Your objective:
Keep every line of the data below that has the string "disk" and present those lines.

-- Data records follows --

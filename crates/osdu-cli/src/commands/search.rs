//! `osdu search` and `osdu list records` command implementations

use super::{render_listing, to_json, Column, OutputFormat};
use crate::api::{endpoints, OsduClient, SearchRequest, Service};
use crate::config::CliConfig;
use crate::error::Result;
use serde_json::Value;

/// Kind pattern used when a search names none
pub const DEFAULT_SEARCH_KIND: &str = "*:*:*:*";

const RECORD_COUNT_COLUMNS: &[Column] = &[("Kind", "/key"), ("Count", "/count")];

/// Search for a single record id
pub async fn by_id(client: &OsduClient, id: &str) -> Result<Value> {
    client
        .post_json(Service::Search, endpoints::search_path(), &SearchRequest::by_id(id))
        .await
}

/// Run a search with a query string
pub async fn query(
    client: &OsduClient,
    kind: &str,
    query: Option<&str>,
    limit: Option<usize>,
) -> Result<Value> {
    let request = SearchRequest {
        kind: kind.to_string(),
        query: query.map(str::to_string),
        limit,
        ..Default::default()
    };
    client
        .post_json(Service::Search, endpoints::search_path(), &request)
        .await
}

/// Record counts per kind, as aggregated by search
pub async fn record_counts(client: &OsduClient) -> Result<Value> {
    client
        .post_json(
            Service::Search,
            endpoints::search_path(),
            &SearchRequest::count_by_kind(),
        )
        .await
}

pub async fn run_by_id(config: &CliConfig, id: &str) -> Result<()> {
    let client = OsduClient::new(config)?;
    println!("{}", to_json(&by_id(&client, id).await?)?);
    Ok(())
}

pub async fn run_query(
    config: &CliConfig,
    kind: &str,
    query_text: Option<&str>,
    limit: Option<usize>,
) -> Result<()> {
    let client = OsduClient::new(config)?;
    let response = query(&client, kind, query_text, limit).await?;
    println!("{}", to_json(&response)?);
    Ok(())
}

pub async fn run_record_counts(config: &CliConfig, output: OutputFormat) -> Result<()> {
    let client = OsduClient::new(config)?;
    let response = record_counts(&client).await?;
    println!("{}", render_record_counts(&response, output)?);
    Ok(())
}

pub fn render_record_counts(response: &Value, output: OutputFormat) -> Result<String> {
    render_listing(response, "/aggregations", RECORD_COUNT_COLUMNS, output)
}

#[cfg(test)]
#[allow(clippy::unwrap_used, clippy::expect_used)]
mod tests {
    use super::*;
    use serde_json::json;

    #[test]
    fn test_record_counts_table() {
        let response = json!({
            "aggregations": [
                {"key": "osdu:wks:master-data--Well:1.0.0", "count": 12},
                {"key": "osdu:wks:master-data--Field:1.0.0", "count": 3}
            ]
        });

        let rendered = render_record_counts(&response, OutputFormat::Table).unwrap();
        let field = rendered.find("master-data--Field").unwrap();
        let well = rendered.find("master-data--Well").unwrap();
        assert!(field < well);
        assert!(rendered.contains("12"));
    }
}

-- Data records concluded --
-- Data records follows --

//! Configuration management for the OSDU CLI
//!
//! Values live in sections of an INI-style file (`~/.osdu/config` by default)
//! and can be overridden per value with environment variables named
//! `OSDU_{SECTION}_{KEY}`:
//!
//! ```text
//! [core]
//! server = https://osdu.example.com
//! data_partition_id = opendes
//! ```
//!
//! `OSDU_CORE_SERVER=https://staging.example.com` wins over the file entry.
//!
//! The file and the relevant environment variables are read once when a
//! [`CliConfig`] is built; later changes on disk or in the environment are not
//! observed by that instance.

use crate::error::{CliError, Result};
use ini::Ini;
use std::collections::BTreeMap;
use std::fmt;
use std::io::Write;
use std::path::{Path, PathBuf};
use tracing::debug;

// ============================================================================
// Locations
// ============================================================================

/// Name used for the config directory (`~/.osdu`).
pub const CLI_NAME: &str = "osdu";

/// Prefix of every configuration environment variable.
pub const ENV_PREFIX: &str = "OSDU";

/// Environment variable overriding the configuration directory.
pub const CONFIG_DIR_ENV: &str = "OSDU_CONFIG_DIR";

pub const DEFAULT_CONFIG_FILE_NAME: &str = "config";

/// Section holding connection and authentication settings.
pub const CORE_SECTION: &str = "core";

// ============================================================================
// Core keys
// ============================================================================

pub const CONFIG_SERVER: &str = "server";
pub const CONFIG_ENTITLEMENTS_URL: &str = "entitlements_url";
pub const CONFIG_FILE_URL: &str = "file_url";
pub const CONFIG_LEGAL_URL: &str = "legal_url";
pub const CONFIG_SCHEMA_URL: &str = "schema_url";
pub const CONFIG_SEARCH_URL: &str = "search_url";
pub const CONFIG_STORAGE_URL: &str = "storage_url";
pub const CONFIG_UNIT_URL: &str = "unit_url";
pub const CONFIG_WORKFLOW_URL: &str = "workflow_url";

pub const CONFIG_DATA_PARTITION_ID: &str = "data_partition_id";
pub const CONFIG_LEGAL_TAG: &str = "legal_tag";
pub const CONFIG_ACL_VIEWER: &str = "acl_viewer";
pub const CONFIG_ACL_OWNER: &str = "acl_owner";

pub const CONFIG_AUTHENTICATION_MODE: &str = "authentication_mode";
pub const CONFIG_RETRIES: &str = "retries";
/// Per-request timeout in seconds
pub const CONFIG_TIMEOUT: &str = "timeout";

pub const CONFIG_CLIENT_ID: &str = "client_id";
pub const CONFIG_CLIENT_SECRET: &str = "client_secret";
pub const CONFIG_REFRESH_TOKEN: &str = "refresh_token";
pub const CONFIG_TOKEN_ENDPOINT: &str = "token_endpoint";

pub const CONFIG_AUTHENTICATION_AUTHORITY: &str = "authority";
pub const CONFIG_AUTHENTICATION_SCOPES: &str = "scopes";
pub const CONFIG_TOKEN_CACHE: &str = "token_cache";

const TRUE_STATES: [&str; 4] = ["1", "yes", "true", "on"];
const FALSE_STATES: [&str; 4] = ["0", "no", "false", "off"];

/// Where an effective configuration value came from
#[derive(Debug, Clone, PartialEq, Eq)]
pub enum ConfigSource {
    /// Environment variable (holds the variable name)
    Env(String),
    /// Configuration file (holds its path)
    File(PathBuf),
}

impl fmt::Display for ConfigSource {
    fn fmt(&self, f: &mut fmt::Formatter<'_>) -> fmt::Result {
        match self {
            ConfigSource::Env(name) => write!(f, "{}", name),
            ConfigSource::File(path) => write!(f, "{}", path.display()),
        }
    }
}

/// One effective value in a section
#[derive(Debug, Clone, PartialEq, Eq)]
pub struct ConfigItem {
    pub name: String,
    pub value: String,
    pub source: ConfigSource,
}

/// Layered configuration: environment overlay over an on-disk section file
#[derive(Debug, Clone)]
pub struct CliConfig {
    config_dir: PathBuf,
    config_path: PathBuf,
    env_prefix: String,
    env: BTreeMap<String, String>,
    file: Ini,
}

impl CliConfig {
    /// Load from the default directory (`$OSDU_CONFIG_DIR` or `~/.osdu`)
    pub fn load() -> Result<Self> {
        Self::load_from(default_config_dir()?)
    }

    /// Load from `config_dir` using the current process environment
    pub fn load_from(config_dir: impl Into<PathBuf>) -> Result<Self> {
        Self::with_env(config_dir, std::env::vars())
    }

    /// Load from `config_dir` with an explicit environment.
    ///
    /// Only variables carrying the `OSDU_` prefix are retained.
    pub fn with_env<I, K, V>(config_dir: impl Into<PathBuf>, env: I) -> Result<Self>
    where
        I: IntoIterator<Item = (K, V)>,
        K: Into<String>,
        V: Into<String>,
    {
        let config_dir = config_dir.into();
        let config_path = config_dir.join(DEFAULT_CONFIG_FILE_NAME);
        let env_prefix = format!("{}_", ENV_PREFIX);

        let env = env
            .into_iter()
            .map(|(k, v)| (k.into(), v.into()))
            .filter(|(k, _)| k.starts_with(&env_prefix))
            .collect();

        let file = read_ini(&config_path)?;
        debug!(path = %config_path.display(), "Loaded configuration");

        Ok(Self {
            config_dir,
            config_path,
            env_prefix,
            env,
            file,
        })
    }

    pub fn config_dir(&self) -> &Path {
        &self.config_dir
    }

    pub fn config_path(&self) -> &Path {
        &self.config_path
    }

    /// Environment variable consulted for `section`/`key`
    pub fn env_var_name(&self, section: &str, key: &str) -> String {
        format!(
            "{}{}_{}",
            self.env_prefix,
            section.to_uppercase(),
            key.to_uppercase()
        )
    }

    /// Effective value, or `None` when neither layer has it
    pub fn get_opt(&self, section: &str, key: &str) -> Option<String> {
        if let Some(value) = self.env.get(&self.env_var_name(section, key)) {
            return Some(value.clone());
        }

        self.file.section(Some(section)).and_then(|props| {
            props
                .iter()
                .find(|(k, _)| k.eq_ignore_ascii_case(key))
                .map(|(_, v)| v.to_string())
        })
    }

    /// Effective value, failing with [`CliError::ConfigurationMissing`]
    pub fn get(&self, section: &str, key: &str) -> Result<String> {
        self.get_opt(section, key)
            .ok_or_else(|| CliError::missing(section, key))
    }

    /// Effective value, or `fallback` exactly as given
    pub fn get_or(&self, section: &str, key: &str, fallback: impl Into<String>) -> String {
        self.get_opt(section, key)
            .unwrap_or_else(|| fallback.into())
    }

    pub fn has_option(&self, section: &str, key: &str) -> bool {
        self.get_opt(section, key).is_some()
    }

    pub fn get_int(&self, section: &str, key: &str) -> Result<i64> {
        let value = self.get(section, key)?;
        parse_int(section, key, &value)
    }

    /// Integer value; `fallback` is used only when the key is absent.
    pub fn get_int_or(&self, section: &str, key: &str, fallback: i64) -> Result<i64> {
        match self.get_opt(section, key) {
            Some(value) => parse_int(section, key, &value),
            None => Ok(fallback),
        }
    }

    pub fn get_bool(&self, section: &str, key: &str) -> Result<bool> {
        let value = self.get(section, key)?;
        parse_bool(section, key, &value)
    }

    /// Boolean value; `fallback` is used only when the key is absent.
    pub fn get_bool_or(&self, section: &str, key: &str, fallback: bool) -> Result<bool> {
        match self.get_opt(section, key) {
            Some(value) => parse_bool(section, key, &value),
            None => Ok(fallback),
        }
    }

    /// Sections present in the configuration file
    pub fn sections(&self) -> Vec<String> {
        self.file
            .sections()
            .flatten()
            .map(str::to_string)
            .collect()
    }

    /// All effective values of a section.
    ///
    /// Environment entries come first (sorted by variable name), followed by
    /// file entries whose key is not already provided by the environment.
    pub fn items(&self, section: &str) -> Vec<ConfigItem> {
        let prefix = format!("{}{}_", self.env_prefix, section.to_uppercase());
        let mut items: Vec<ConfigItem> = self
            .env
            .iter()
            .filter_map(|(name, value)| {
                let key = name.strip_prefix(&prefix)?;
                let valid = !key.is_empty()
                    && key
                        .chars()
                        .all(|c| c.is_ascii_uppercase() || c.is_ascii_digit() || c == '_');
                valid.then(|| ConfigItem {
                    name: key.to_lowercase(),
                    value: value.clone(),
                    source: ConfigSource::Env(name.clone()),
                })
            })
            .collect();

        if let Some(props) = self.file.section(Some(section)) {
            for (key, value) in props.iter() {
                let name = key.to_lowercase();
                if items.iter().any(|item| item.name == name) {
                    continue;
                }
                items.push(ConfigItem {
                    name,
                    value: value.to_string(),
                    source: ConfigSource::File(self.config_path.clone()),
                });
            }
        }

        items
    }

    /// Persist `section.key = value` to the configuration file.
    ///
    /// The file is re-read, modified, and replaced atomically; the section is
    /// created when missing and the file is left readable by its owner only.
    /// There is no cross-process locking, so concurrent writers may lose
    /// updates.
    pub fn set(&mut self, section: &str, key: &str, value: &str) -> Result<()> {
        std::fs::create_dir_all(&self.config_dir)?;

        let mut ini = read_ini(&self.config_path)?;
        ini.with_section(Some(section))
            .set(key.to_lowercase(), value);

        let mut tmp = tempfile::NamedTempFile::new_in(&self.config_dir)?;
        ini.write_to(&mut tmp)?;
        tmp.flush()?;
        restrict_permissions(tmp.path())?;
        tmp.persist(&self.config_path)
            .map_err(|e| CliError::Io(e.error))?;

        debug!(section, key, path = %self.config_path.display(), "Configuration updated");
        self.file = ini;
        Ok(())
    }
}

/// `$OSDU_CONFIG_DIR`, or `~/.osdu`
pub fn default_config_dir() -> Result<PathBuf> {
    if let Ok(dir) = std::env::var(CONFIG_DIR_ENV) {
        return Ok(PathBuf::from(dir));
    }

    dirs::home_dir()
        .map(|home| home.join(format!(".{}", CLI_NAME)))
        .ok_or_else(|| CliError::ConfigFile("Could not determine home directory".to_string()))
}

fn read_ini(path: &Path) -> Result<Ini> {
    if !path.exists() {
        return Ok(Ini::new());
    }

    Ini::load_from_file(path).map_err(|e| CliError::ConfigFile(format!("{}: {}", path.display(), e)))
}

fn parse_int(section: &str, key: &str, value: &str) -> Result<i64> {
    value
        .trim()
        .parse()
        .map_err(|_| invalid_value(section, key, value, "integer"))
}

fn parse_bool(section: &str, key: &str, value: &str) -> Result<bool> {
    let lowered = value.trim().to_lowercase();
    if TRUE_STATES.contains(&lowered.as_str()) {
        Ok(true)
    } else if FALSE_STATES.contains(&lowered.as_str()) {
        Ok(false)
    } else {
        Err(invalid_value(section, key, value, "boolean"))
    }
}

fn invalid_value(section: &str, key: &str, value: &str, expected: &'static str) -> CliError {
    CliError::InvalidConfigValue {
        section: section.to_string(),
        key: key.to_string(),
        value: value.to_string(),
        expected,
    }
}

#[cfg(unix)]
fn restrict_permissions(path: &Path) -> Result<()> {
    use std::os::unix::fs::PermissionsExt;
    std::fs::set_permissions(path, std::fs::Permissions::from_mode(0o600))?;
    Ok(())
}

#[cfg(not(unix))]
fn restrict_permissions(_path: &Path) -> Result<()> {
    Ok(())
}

-- Data records concluded --
-- Data records follows --

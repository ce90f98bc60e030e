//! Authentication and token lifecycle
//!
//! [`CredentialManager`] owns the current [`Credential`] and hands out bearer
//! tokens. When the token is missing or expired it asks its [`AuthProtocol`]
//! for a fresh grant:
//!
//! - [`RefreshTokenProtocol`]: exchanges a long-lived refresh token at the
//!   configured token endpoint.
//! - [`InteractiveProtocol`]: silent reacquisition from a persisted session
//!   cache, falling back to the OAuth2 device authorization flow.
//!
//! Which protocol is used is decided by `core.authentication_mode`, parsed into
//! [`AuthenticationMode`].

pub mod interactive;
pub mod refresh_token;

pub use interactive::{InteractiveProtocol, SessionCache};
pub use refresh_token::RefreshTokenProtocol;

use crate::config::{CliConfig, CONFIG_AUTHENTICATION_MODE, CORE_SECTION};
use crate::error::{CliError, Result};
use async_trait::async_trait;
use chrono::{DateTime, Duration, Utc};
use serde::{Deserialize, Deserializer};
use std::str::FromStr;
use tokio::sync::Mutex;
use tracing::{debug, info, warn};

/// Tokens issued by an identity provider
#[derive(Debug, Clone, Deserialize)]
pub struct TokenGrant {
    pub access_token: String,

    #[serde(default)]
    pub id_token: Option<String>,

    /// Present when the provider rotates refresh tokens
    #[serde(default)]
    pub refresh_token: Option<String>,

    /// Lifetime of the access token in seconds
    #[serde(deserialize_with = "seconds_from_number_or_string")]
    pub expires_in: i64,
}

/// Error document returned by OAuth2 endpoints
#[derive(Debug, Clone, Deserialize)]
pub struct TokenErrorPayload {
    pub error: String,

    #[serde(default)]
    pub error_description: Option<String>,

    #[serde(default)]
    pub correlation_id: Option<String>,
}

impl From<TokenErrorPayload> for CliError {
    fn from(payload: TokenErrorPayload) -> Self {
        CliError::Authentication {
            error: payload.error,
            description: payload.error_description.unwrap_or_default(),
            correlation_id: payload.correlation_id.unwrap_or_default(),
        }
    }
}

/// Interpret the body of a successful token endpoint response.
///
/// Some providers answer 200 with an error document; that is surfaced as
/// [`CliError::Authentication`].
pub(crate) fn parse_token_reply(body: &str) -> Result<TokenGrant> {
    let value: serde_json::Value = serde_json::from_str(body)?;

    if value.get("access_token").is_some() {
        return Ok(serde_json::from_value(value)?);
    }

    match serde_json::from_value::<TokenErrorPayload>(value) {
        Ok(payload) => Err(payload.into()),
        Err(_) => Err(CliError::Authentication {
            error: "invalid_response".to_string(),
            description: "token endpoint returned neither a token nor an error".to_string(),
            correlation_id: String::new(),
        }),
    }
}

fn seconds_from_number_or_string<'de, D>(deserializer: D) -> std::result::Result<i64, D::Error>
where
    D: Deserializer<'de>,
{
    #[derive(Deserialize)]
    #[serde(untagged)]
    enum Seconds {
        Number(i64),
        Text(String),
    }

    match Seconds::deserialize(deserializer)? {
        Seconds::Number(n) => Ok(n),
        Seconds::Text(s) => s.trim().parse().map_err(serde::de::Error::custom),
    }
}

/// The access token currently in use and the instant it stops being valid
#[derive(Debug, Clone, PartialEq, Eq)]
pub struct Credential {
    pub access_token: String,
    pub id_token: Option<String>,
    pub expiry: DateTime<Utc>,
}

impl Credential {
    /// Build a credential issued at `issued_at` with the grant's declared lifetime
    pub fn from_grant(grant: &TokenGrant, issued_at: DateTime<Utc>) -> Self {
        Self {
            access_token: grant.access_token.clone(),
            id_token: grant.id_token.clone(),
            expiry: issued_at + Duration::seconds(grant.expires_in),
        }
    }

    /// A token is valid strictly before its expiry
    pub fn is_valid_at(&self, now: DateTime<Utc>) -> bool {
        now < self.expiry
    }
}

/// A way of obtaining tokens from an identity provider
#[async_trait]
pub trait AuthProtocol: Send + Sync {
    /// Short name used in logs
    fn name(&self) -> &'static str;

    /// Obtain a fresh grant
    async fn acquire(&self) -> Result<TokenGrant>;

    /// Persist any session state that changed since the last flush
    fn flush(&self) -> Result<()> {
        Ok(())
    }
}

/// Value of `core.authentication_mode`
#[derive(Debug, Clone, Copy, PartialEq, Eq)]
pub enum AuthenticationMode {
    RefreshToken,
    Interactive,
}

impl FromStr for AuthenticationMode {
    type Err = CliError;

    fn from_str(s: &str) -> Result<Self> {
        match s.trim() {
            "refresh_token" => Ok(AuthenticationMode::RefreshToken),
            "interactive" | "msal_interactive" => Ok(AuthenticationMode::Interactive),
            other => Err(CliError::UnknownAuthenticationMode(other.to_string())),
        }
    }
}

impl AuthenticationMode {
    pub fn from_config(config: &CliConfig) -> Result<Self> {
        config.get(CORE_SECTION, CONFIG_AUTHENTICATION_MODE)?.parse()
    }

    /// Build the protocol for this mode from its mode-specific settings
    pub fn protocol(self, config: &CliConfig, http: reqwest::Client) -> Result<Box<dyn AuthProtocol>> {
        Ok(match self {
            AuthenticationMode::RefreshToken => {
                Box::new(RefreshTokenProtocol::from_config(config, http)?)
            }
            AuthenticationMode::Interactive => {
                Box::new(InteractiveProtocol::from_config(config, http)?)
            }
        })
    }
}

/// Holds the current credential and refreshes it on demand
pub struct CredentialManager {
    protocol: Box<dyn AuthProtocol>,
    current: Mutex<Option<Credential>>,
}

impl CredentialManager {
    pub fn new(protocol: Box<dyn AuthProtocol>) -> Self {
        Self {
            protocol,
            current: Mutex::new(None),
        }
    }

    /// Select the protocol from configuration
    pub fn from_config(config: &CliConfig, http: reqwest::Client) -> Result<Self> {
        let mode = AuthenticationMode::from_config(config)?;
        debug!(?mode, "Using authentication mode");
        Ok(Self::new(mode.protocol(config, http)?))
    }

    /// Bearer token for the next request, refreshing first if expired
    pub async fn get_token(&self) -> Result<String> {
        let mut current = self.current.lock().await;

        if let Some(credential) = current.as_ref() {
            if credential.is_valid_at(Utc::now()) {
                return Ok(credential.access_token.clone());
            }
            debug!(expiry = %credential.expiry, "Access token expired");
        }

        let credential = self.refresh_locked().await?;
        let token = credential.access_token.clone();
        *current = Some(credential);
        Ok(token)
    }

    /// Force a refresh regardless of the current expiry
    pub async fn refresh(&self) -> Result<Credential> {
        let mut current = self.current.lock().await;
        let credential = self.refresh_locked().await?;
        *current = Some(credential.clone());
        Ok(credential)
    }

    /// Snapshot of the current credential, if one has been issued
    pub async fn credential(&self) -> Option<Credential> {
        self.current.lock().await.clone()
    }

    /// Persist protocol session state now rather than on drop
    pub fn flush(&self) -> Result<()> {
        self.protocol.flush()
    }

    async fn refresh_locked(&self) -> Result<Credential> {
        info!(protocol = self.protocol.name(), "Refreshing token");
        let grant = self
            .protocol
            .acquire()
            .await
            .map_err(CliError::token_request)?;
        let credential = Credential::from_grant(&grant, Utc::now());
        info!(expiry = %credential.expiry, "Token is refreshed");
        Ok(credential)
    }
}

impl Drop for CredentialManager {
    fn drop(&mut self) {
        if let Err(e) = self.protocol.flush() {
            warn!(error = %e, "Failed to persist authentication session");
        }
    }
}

-- Data records concluded --

Exercise output:
//! [`CliConfig`] is built; later changes on disk or in the environment are not
/// Layered configuration: environment overlay over an on-disk section file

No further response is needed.